Work task –
Looking at the listing below, retype exactly the lines starting at the one containing "pub struct RulesSource" and ending at the one containing "pub fn resolved_file(&self, base_dir: &Path)", both included, and nothing else.
·····
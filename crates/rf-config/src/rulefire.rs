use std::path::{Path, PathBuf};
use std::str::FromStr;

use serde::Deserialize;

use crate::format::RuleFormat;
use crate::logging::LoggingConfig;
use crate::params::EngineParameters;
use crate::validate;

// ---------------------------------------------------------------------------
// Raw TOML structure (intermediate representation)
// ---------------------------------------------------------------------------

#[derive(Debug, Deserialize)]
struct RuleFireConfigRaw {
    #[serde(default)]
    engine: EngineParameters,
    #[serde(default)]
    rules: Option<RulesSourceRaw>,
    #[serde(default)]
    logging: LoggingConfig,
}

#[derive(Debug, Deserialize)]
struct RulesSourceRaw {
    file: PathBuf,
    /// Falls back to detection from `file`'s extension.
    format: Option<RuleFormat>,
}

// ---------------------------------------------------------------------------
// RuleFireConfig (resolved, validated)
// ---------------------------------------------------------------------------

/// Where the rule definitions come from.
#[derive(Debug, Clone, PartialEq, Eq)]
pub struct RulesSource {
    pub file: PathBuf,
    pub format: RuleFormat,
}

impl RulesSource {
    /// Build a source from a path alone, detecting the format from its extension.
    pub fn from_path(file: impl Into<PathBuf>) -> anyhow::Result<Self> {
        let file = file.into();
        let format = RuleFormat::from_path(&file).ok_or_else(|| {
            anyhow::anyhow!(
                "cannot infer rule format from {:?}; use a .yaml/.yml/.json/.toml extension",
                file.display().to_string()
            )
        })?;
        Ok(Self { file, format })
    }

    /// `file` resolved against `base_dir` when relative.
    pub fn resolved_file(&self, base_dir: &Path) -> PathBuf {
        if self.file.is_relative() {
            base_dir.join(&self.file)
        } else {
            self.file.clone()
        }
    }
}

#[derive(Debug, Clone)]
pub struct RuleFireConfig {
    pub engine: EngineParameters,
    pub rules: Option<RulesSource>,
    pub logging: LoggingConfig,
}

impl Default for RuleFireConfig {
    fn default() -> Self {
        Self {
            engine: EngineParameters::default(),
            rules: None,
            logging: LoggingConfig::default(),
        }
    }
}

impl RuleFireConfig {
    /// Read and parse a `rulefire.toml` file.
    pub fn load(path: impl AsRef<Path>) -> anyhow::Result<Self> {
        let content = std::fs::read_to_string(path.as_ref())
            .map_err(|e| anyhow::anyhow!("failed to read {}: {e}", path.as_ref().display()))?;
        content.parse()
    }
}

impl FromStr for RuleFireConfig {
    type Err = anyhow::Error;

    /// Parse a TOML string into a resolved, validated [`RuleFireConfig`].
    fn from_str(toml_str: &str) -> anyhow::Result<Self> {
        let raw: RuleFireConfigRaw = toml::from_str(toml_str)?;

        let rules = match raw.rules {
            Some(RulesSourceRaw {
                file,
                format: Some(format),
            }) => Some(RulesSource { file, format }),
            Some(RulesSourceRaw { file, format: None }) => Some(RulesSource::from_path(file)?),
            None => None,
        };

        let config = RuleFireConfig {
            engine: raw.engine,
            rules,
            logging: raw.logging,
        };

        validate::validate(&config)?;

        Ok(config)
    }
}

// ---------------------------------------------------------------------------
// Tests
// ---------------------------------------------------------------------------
·····
Reply –
pub struct RulesSource {
    pub file: PathBuf,
    pub format: RuleFormat,
}

impl RulesSource {
    /// Build a source from a path alone, detecting the format from its extension.
    pub fn from_path(file: impl Into<PathBuf>) -> anyhow::Result<Self> {
        let file = file.into();
        let format = RuleFormat::from_path(&file).ok_or_else(|| {
            anyhow::anyhow!(
                "cannot infer rule format from {:?}; use a .yaml/.yml/.json/.toml extension",
                file.display().to_string()
            )
        })?;
        Ok(Self { file, format })
    }

    /// `file` resolved against `base_dir` when relative.
    pub fn resolved_file(&self, base_dir: &Path) -> PathBuf {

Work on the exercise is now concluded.